Experience has taught me the only thing I have to offer from my own health and well-being is compassion, unconditional support and an ability to listen with discernment vs. judgment. The world has taught me to pay attention to my language, to say died by suicide vs. committed suicide. To stop using the word crazy when I’m speaking of someone’s mental health. To recognize that an illness, pain or disability is not always visible to the human eye. That addiction is not a ‘pull yourself up by the bootstrap’ choice we each get to make or not make. And often the meds taken to make one better can make a person feel sicker than shit, when illness feels far better than what it requires to get or stay well. Mostly, I have learned to live in the space of grace and create that for others.
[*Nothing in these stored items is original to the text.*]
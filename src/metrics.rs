//! Metrics collection and export module

use prometheus::{
    Encoder, Histogram, HistogramOpts, IntCounter, IntCounterVec, IntGauge, Opts, Registry,
    TextEncoder,
};
use std::time::Instant;

/// Global metrics registry
pub struct Metrics {
    registry: Registry,

    // Counters
    pub pipeline_requests: IntCounter,
    pub pipeline_failures: IntCounterVec,
    pub signing_failures: IntCounterVec,
    pub owner_heals: IntCounter,
    pub broadcast_attempts: IntCounterVec,
    pub broadcast_successes: IntCounterVec,
    pub confirmation_outcomes: IntCounterVec,
    pub tip_fallbacks: IntCounter,

    // Gauges
    pub inflight_pipelines: IntGauge,

    // Histograms
    pub lock_wait: Histogram,
    pub pipeline_latency: Histogram,
    pub confirmation_latency: Histogram,
}

impl Metrics {
    /// Create new metrics instance
    pub fn new() -> anyhow::Result<Self> {
        let registry = Registry::new();

        let pipeline_requests = IntCounter::with_opts(Opts::new(
            "pipeline_requests_total",
            "Total number of execution pipeline runs",
        ))?;

        let pipeline_failures = IntCounterVec::new(
            Opts::new("pipeline_failures_total", "Pipeline runs that ended in an error"),
            &["kind"],
        )?;

        let signing_failures = IntCounterVec::new(
            Opts::new("signing_failures_total", "Remote signing failures by category"),
            &["category"],
        )?;

        let owner_heals = IntCounter::with_opts(Opts::new(
            "signer_owner_heals_total",
            "Wallets that were assigned an owner key and re-signed",
        ))?;

        let broadcast_attempts = IntCounterVec::new(
            Opts::new("broadcast_attempts_total", "Broadcast attempts per path"),
            &["path"],
        )?;

        let broadcast_successes = IntCounterVec::new(
            Opts::new("broadcast_successes_total", "Accepted broadcasts per method"),
            &["method"],
        )?;

        let confirmation_outcomes = IntCounterVec::new(
            Opts::new("confirmation_outcomes_total", "Confirmation tracker results"),
            &["outcome"],
        )?;

        let tip_fallbacks = IntCounter::with_opts(Opts::new(
            "tip_fallbacks_total",
            "Bundles assembled with the fallback tip or without a tip",
        ))?;

        let inflight_pipelines = IntGauge::with_opts(Opts::new(
            "inflight_pipelines",
            "Pipelines currently between lock acquisition and result",
        ))?;

        let lock_wait = Histogram::with_opts(
            HistogramOpts::new("wallet_lock_wait_seconds", "Time spent waiting for a wallet lock")
                .buckets(vec![0.001, 0.01, 0.1, 0.5, 1.0, 5.0, 15.0, 60.0]),
        )?;

        let pipeline_latency = Histogram::with_opts(
            HistogramOpts::new("pipeline_latency_seconds", "End-to-end pipeline latency")
                .buckets(vec![0.1, 0.25, 0.5, 1.0, 2.5, 5.0, 15.0, 30.0, 90.0]),
        )?;

        let confirmation_latency = Histogram::with_opts(
            HistogramOpts::new(
                "confirmation_latency_seconds",
                "Time from broadcast to a confirmation result",
            )
            .buckets(vec![0.5, 1.0, 2.0, 5.0, 10.0, 30.0, 60.0, 120.0]),
        )?;

        // Register all metrics
        registry.register(Box::new(pipeline_requests.clone()))?;
        registry.register(Box::new(pipeline_failures.clone()))?;
        registry.register(Box::new(signing_failures.clone()))?;
        registry.register(Box::new(owner_heals.clone()))?;
        registry.register(Box::new(broadcast_attempts.clone()))?;
        registry.register(Box::new(broadcast_successes.clone()))?;
        registry.register(Box::new(confirmation_outcomes.clone()))?;
        registry.register(Box::new(tip_fallbacks.clone()))?;
        registry.register(Box::new(inflight_pipelines.clone()))?;
        registry.register(Box::new(lock_wait.clone()))?;
        registry.register(Box::new(pipeline_latency.clone()))?;
        registry.register(Box::new(confirmation_latency.clone()))?;

        Ok(Self {
            registry,
            pipeline_requests,
            pipeline_failures,
            signing_failures,
            owner_heals,
            broadcast_attempts,
            broadcast_successes,
            confirmation_outcomes,
            tip_fallbacks,
            inflight_pipelines,
            lock_wait,
            pipeline_latency,
            confirmation_latency,
        })
    }

    /// Get the registry for exporting
    pub fn registry(&self) -> &Registry {
        &self.registry
    }

    /// Render all metrics in the Prometheus text exposition format
    pub fn render(&self) -> anyhow::Result<String> {
        let mut buffer = Vec::new();
        TextEncoder::new().encode(&self.registry.gather(), &mut buffer)?;
        Ok(String::from_utf8(buffer)?)
    }
}

/// Global metrics instance
pub fn metrics() -> &'static Metrics {
    static METRICS: once_cell::sync::Lazy<Metrics> =
        once_cell::sync::Lazy::new(|| Metrics::new().expect("Failed to initialize metrics"));
    &METRICS
}

/// Timer helper for measuring operation duration
pub struct Timer {
    start: Instant,
}

impl Timer {
    pub fn new() -> Self {
        Self {
            start: Instant::now(),
        }
    }

    pub fn observe_duration(&self, histogram: &Histogram) {
        histogram.observe(self.start.elapsed().as_secs_f64());
    }

    pub fn elapsed_secs(&self) -> f64 {
        self.start.elapsed().as_secs_f64()
    }
}

impl Default for Timer {
    fn default() -> Self {
        Self::new()
    }
}
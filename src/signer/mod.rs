//! Remote signing
//!
//! - [`auth`]: application credentials and secret redaction
//! - [`errors`]: signing failure taxonomy
//! - [`signed`]: validated [`SignedTransaction`]
//! - [`remote`]: transport trait, HTTP transport and the signing client

pub mod auth;
pub mod errors;
pub mod remote;
pub mod signed;

pub use auth::{AuthContext, Redactor};
pub use errors::SigningError;
pub use remote::{CustodialTransport, HttpCustodian, RemoteSigningClient};
pub use signed::SignedTransaction;
//! Endpoint server for exposing metrics and health checks

use anyhow::Result;
use tokio::io::{AsyncReadExt, AsyncWriteExt};
use tokio::net::TcpListener;

use crate::metrics::metrics;

/// Start the endpoint server
///
/// Serves the Prometheus text format on `/metrics` and a liveness check on
/// `/health`.
pub async fn endpoint_server(port: u16) -> Result<()> {
    let addr = format!("0.0.0.0:{}", port);
    let listener = TcpListener::bind(&addr).await?;
    tracing::info!("Metrics endpoint listening on {}", addr);
    serve(listener).await
}

pub(crate) async fn serve(listener: TcpListener) -> Result<()> {
    loop {
        match listener.accept().await {
            Ok((mut socket, _)) => {
                tokio::spawn(async move {
                    let mut buf = [0; 1024];
                    match socket.read(&mut buf).await {
                        Ok(n) => {
                            let response = respond(&String::from_utf8_lossy(&buf[..n]));
                            if let Err(e) = socket.write_all(response.as_bytes()).await {
                                tracing::debug!("Failed to write response: {}", e);
                            }
                        }
                        Err(e) => {
                            tracing::error!("Failed to read from socket: {}", e);
                        }
                    }
                });
            }
            Err(e) => {
                tracing::error!("Failed to accept connection: {}", e);
            }
        }
    }
}

fn respond(request: &str) -> String {
    let path = request
        .lines()
        .next()
        .and_then(|line| line.split_whitespace().nth(1))
        .unwrap_or("/");

    let (status, content_type, body) = match path {
        "/metrics" => match metrics().render() {
            Ok(body) => ("200 OK", "text/plain; version=0.0.4", body),
            Err(e) => ("500 Internal Server Error", "text/plain", e.to_string()),
        },
        "/health" => ("200 OK", "text/plain", "ok".to_string()),
        _ => ("404 Not Found", "text/plain", "not found".to_string()),
    };

    format!(
        "HTTP/1.1 {}\r\nContent-Type: {}\r\nContent-Length: {}\r\nConnection: close\r\n\r\n{}",
        status,
        content_type,
        body.len(),
        body
    )
}

#[cfg(test)]
mod tests {
    use super::*;

    #[test]
    fn test_routes() {
        metrics().pipeline_requests.inc();
        let response = respond("GET /metrics HTTP/1.1\r\nHost: localhost\r\n\r\n");
        assert!(response.starts_with("HTTP/1.1 200 OK"));
        assert!(response.contains("pipeline_requests_total"));

        assert!(respond("GET /health HTTP/1.1\r\n\r\n").ends_with("ok"));
        assert!(respond("GET /nope HTTP/1.1\r\n\r\n").starts_with("HTTP/1.1 404"));
    }

    #[tokio::test]
    async fn test_serves_over_tcp() {
        let listener = TcpListener::bind("127.0.0.1:0").await.unwrap();
        let addr = listener.local_addr().unwrap();
        tokio::spawn(serve(listener));

        let mut stream = tokio::net::TcpStream::connect(addr).await.unwrap();
        stream.write_all(b"GET /health HTTP/1.1\r\n\r\n").await.unwrap();
        let mut body = String::new();
        stream.read_to_string(&mut body).await.unwrap();
        assert!(body.starts_with("HTTP/1.1 200 OK"));
    }
}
I have supported those whose depression has kept them in bed for weeks, others whose personal war with addiction, anxiety and depression have landed them in rehab, relapse or sustained sobriety, written letters to loved ones in prison and checked in on others who have too easy access to firearms. My brother and I have had several conversations about supporting people who live with depression. I’ll never forget the shock when he said, “If I were to make a list of all the people whose wakes or funerals I’ve attended or people I know who have died by suicide, the list would probably top fifty names.” That statement warrants far more action than conversation.
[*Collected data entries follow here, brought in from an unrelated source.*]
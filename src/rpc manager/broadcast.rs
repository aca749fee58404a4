//! Broadcast routing: priority relays first, public RPC as the fallback
//!
//! Each endpoint attempt yields an [`AttemptOutcome`]. `Retryable` moves on
//! to the next endpoint, `Terminal` stops the broadcast. The router never
//! reports exhaustion before every configured endpoint of the paths it took
//! has been tried once.

use nonempty::NonEmpty;
use std::sync::Arc;
use std::time::Instant;
use thiserror::Error;
use tracing::{debug, info, warn};

use super::ledger::LedgerClient;
use super::relay::PriorityRelay;
use super::rpc_errors::RpcManagerError;
use crate::metrics::metrics;
use crate::observability::CorrelationId;
use crate::signer::SignedTransaction;
use crate::tx_builder::Bundle;
use crate::types::BroadcastMethod;

/// What to broadcast
#[derive(Debug, Clone, Copy)]
pub enum BroadcastPayload<'a> {
    Single(&'a SignedTransaction),
    Bundle(&'a Bundle),
}

/// Result of one endpoint attempt
#[derive(Debug)]
pub enum AttemptOutcome<T> {
    Success(T),
    Retryable(RpcManagerError),
    Terminal(RpcManagerError),
}

impl<T> From<Result<T, RpcManagerError>> for AttemptOutcome<T> {
    fn from(result: Result<T, RpcManagerError>) -> Self {
        match result {
            Ok(value) => AttemptOutcome::Success(value),
            Err(e) if e.is_terminal() => AttemptOutcome::Terminal(e),
            Err(e) => AttemptOutcome::Retryable(e),
        }
    }
}

/// Broadcast failures
#[derive(Debug, Clone, Error)]
pub enum BroadcastError {
    /// Every endpoint was tried and none accepted the payload
    #[error("All {attempted} broadcast attempts failed, last error: {last_error}")]
    Exhausted { attempted: usize, last_error: String },

    /// An endpoint rejected the transaction for a reason no retry can fix
    #[error("Transaction rejected by {endpoint}: {reason}")]
    Rejected { endpoint: String, reason: String },

    /// Public fallback for a bundle stopped after some transactions were sent
    #[error("Bundle fallback stopped at transaction #{failed_index} after {} transaction(s) were sent: {cause}", .sent.len())]
    PartialBundle {
        sent: Vec<String>,
        failed_index: usize,
        cause: Box<BroadcastError>,
    },
}

impl BroadcastError {
    pub fn is_retryable(&self) -> bool {
        matches!(self, Self::Exhausted { .. })
    }

    pub fn category(&self) -> &'static str {
        match self {
            Self::Exhausted { .. } => "exhausted",
            Self::Rejected { .. } => "rejected",
            Self::PartialBundle { .. } => "partial_bundle",
        }
    }
}

/// Accepted broadcast
#[derive(Debug, Clone, PartialEq, Eq)]
pub struct BroadcastReceipt {
    pub method: BroadcastMethod,
    /// Transaction id to track; for bundles the last user transaction
    pub signature: String,
    pub bundle_id: Option<String>,
    /// Every user transaction signature, in order
    pub signatures: Vec<String>,
    pub endpoint: String,
    pub attempts: usize,
}

/// Routes signed payloads to relays and public endpoints
#[derive(Debug, Clone)]
pub struct BroadcastRouter {
    relays: Vec<Arc<dyn PriorityRelay>>,
    public: NonEmpty<Arc<dyn LedgerClient>>,
}

impl BroadcastRouter {
    pub fn new(relays: Vec<Arc<dyn PriorityRelay>>, public: NonEmpty<Arc<dyn LedgerClient>>) -> Self {
        Self { relays, public }
    }

    pub fn relay_count(&self) -> usize {
        self.relays.len()
    }

    /// Broadcast a payload, trying the priority path first when requested
    ///
    /// `simulated` means the caller already simulated a single transaction
    /// successfully, so public nodes skip their own preflight. Bundle
    /// transactions always go through node preflight on the public path.
    pub async fn broadcast(
        &self,
        payload: BroadcastPayload<'_>,
        use_priority: bool,
        simulated: bool,
        correlation_id: &CorrelationId,
    ) -> Result<BroadcastReceipt, BroadcastError> {
        let started = Instant::now();
        let mut attempts = 0usize;

        if use_priority && !self.relays.is_empty() {
            match self.try_relays(payload, &mut attempts, correlation_id).await {
                Ok(receipt) => {
                    self.record_success(&receipt, started);
                    return Ok(receipt);
                }
                Err(last_error) => {
                    warn!(
                        correlation_id = %correlation_id,
                        relays = self.relays.len(),
                        last_error = %last_error,
                        "All priority endpoints failed, falling back to public RPC"
                    );
                }
            }
        }

        let receipt = match payload {
            BroadcastPayload::Single(tx) => {
                let endpoint = self
                    .send_public(tx, !simulated, &mut attempts, correlation_id)
                    .await?;
                let signature = tx.signature().to_string();
                BroadcastReceipt {
                    method: BroadcastMethod::PublicRpc,
                    signatures: vec![signature.clone()],
                    signature,
                    bundle_id: None,
                    endpoint,
                    attempts,
                }
            }
            BroadcastPayload::Bundle(bundle) => {
                self.send_bundle_public(bundle, &mut attempts, correlation_id)
                    .await?
            }
        };

        self.record_success(&receipt, started);
        Ok(receipt)
    }

    async fn try_relays(
        &self,
        payload: BroadcastPayload<'_>,
        attempts: &mut usize,
        correlation_id: &CorrelationId,
    ) -> Result<BroadcastReceipt, RpcManagerError> {
        let encoded_bundle = match payload {
            BroadcastPayload::Bundle(bundle) => bundle.encoded(),
            BroadcastPayload::Single(_) => Vec::new(),
        };
        let mut last_error = None;

        for relay in &self.relays {
            *attempts += 1;
            metrics().broadcast_attempts.with_label_values(&["relay"]).inc();

            let result = match payload {
                BroadcastPayload::Single(tx) => relay.send_transaction(tx.encoded()).await,
                BroadcastPayload::Bundle(_) => relay.send_bundle(&encoded_bundle).await,
            };

            match result {
                Ok(id) => {
                    let receipt = match payload {
                        BroadcastPayload::Single(tx) => {
                            let signature = tx.signature().to_string();
                            if id != signature {
                                debug!(relay_id = %id, signature = %signature, "Relay returned a different id");
                            }
                            BroadcastReceipt {
                                method: BroadcastMethod::PriorityRelay,
                                signatures: vec![signature.clone()],
                                signature,
                                bundle_id: None,
                                endpoint: relay.endpoint().to_string(),
                                attempts: *attempts,
                            }
                        }
                        BroadcastPayload::Bundle(bundle) => BroadcastReceipt {
                            method: BroadcastMethod::PriorityBundle,
                            signature: bundle.last_signature().to_string(),
                            bundle_id: Some(id),
                            signatures: bundle.user_signatures(),
                            endpoint: relay.endpoint().to_string(),
                            attempts: *attempts,
                        },
                    };
                    return Ok(receipt);
                }
                Err(e) => {
                    warn!(
                        correlation_id = %correlation_id,
                        region = %relay.region(),
                        endpoint = %relay.endpoint(),
                        error = %e,
                        "Priority endpoint failed, trying next"
                    );
                    last_error = Some(e);
                }
            }
        }

        Err(last_error.unwrap_or_else(|| {
            RpcManagerError::Configuration("no priority endpoints configured".to_string())
        }))
    }

    /// Send one transaction through the public endpoints in order
    async fn send_public(
        &self,
        tx: &SignedTransaction,
        preflight: bool,
        attempts: &mut usize,
        correlation_id: &CorrelationId,
    ) -> Result<String, BroadcastError> {
        let mut last_error: Option<RpcManagerError> = None;

        for client in self.public.iter() {
            *attempts += 1;
            metrics().broadcast_attempts.with_label_values(&["public"]).inc();

            match AttemptOutcome::from(client.send_transaction(tx.transaction(), preflight).await) {
                AttemptOutcome::Success(signature) => {
                    if &signature != tx.signature() {
                        warn!(
                            correlation_id = %correlation_id,
                            returned = %signature,
                            expected = %tx.signature(),
                            "Endpoint returned an unexpected signature"
                        );
                    }
                    return Ok(client.endpoint().to_string());
                }
                AttemptOutcome::Terminal(e) => {
                    warn!(
                        correlation_id = %correlation_id,
                        endpoint = %client.endpoint(),
                        error = %e,
                        "Transaction rejected, not trying other endpoints"
                    );
                    return Err(BroadcastError::Rejected {
                        endpoint: client.endpoint().to_string(),
                        reason: e.to_string(),
                    });
                }
                AttemptOutcome::Retryable(e) => {
                    warn!(
                        correlation_id = %correlation_id,
                        endpoint = %client.endpoint(),
                        error = %e,
                        "Public endpoint failed, trying next"
                    );
                    last_error = Some(e);
                }
            }
        }

        Err(BroadcastError::Exhausted {
            attempted: *attempts,
            last_error: last_error
                .map(|e| e.to_string())
                .unwrap_or_else(|| "no endpoint attempted".to_string()),
        })
    }

    /// Public fallback for a bundle: user transactions one by one, in order,
    /// without the tip
    async fn send_bundle_public(
        &self,
        bundle: &Bundle,
        attempts: &mut usize,
        correlation_id: &CorrelationId,
    ) -> Result<BroadcastReceipt, BroadcastError> {
        let mut sent = Vec::with_capacity(bundle.transactions().len());
        let mut endpoint = String::new();

        for (index, tx) in bundle.transactions().iter().enumerate() {
            match self.send_public(tx, true, attempts, correlation_id).await {
                Ok(used) => {
                    sent.push(tx.signature().to_string());
                    endpoint = used;
                }
                Err(cause) if sent.is_empty() => return Err(cause),
                Err(cause) => {
                    return Err(BroadcastError::PartialBundle {
                        sent,
                        failed_index: index,
                        cause: Box::new(cause),
                    })
                }
            }
        }

        Ok(BroadcastReceipt {
            method: BroadcastMethod::PublicRpc,
            signature: bundle.last_signature().to_string(),
            bundle_id: None,
            signatures: sent,
            endpoint,
            attempts: *attempts,
        })
    }

    fn record_success(&self, receipt: &BroadcastReceipt, started: Instant) {
        metrics()
            .broadcast_successes
            .with_label_values(&[receipt.method.as_str()])
            .inc();
        info!(
            method = %receipt.method,
            signature = %receipt.signature,
            bundle_id = ?receipt.bundle_id,
            endpoint = %receipt.endpoint,
            attempts = receipt.attempts,
            latency_ms = started.elapsed().as_millis() as u64,
            "Broadcast accepted"
        );
    }
}
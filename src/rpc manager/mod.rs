//! RPC Manager Module
//!
//! Ledger node access, priority relay submission and broadcast routing

pub mod broadcast;
pub mod ledger;
pub mod relay;
pub mod rpc_errors;

// Re-exports for convenience
pub use broadcast::{AttemptOutcome, BroadcastError, BroadcastPayload, BroadcastReceipt, BroadcastRouter};
pub use ledger::{LedgerClient, SignatureStatus, SimulationReport, SolanaRpc};
pub use relay::{default_relay_endpoints, JitoRelay, PriorityRelay, RelayEndpoint};
pub use rpc_errors::RpcManagerError;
Our family genes are no different than many families; they are not choosy about how addiction manifests. Food, alcohol, workaholism, perfectionism, gambling, meth or other assorted drugs pack a pretty good overnight bag at our get togethers. Like an infinity circle, eventually depression and addiction genetically mesh together. Does the addiction lead to the depression or does the depression lead to the addiction? Does depression lead to anxiety or anxiety lead to depression? Can I buy them separately or do they come as a packaged deal? There comes a point where you don’t care about the how or the why, you only care about now. In this very moment, right now, who can I be or what I can do for you?
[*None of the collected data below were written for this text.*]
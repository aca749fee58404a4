//! Error types for remote signing
//!
//! Every message that reaches a `SigningError` has already passed through the
//! [`Redactor`](super::auth::Redactor), so errors can be logged and returned
//! to callers as-is.

use thiserror::Error;

/// Failure classes of the remote signing service
#[derive(Error, Debug, Clone, PartialEq, Eq)]
pub enum SigningError {
    /// The wallet has no owner key authorized for server-side signing
    #[error("Wallet {wallet_id} has no owner authorized for server-side signing")]
    NoOwner { wallet_id: String },

    /// The authorization key was rejected; the wallet must be re-authorized
    #[error("Signing service rejected the authorization key: {message}")]
    InvalidKey { message: String },

    /// The application credentials were rejected
    #[error("Signing service rejected the application credentials (status {status})")]
    Unauthorized { status: u16 },

    /// The signing service does not know this wallet
    #[error("Wallet {wallet_id} is unknown to the signing service")]
    UnknownWallet { wallet_id: String },

    /// Any other explicit rejection
    #[error("Signing service rejected the request (status {status}): {message}")]
    Rejected { status: u16, message: String },

    /// The reply did not contain a usable signed transaction
    #[error("Signing service returned a malformed response: {0}")]
    MalformedResponse(String),

    /// Network failure or timeout talking to the signing service
    #[error("Signing service unreachable: {0}")]
    Transport(String),

    /// The caller's payload is not a signable transaction; nothing was sent
    #[error("Invalid transaction payload: {0}")]
    InvalidPayload(String),

    /// Missing or invalid local signer configuration
    #[error("Signer configuration error: {0}")]
    Configuration(String),
}

impl SigningError {
    /// Transport failures may succeed if the whole request is retried later.
    ///
    /// The pipeline itself never retries a signing call.
    pub fn is_retryable(&self) -> bool {
        matches!(self, Self::Transport(_))
    }

    /// Whether the wallet owner has to reconnect/re-authorize the wallet
    pub fn needs_reauthorization(&self) -> bool {
        matches!(self, Self::NoOwner { .. } | Self::InvalidKey { .. })
    }

    /// Get the error category for metrics and observability
    pub fn category(&self) -> &'static str {
        match self {
            Self::NoOwner { .. } => "no_owner",
            Self::InvalidKey { .. } => "invalid_key",
            Self::Unauthorized { .. } => "unauthorized",
            Self::UnknownWallet { .. } => "unknown_wallet",
            Self::Rejected { .. } => "rejected",
            Self::MalformedResponse(_) => "malformed",
            Self::Transport(_) => "transport",
            Self::InvalidPayload(_) => "invalid_payload",
            Self::Configuration(_) => "config",
        }
    }

    /// Message suitable for an end user
    pub fn user_message(&self) -> String {
        match self {
            Self::NoOwner { .. } | Self::InvalidKey { .. } => {
                "Reconnect your wallet to re-authorize server-side signing.".to_string()
            }
            Self::UnknownWallet { .. } => "This wallet is not registered for signing.".to_string(),
            Self::Transport(_) => {
                "The signing service is temporarily unreachable. Try again shortly.".to_string()
            }
            other => other.to_string(),
        }
    }
}

/// Map an explicit rejection from the signing service onto a failure class
pub fn classify_rejection(status: u16, message: &str, wallet_id: &str) -> SigningError {
    let lower = message.to_lowercase();

    if lower.contains("no owner")
        || lower.contains("does not have an owner")
        || lower.contains("owner not set")
        || lower.contains("missing owner")
    {
        return SigningError::NoOwner {
            wallet_id: wallet_id.to_string(),
        };
    }

    if lower.contains("invalid key")
        || lower.contains("invalid authorization")
        || lower.contains("invalid signature")
        || lower.contains("key quorum")
    {
        return SigningError::InvalidKey {
            message: message.to_string(),
        };
    }

    match status {
        401 | 403 => SigningError::Unauthorized { status },
        404 => SigningError::UnknownWallet {
            wallet_id: wallet_id.to_string(),
        },
        _ => SigningError::Rejected {
            status,
            message: message.to_string(),
        },
    }
}

#[cfg(test)]
mod tests {
    use super::*;

    #[test]
    fn test_classify_owner_and_key_messages() {
        assert_eq!(
            classify_rejection(400, "Wallet does not have an owner", "w1"),
            SigningError::NoOwner {
                wallet_id: "w1".to_string()
            }
        );
        assert!(matches!(
            classify_rejection(401, "Invalid authorization signature", "w1"),
            SigningError::InvalidKey { .. }
        ));
    }

    #[test]
    fn test_classify_by_status() {
        assert_eq!(
            classify_rejection(403, "forbidden", "w1"),
            SigningError::Unauthorized { status: 403 }
        );
        assert!(matches!(
            classify_rejection(404, "not found", "w1"),
            SigningError::UnknownWallet { .. }
        ));
        assert!(matches!(
            classify_rejection(500, "internal", "w1"),
            SigningError::Rejected { status: 500, .. }
        ));
    }

    #[test]
    fn test_retryability_and_reauthorization() {
        assert!(SigningError::Transport("timeout".to_string()).is_retryable());
        assert!(!SigningError::InvalidKey {
            message: "x".to_string()
        }
        .is_retryable());
        assert!(SigningError::NoOwner {
            wallet_id: "w1".to_string()
        }
        .needs_reauthorization());
        assert!(SigningError::InvalidKey {
            message: "x".to_string()
        }
        .user_message()
        .contains("Reconnect your wallet"));
    }
}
Our headlines and sound bites blast the shock of a Hollywood or famous person’s death by suicide or overdose noting the consequence of a depression diagnosis. When it’s national news, it’s perfectly acceptable talking about an individual’s intimate, private life, the sticky substance that lends itself to voyeuristic tabloid juice at a cocktail party. But try moving that conversation into a more meaningful topic about the need to change our mental health laws, insurance programs, society stigmas, etc. Watch how fast people excuse themselves to beeline for the bar or appetizer table, leaving you standing there singing to your own little buzz-kill choir.
Time to convert that buzz-kill choir into a consequential discussion. Let’s talk. A lot. No judgment on what’s too much, too little, too loud or too quiet. But first, let’s set the ground rules for a fair and healthy conversation. Those of us who don’t deal with depression or any mental health challenge…we have no frickin’ clue what you’re going through. Not really. We’re along for the ride, but you’re driving the bus. So, it’s only fair you get the mike first. And — the mike drop.
For what it’s worth, I’m in the first seat behind you and I’ll be the last one getting off your bus. Now, what was that you were saying?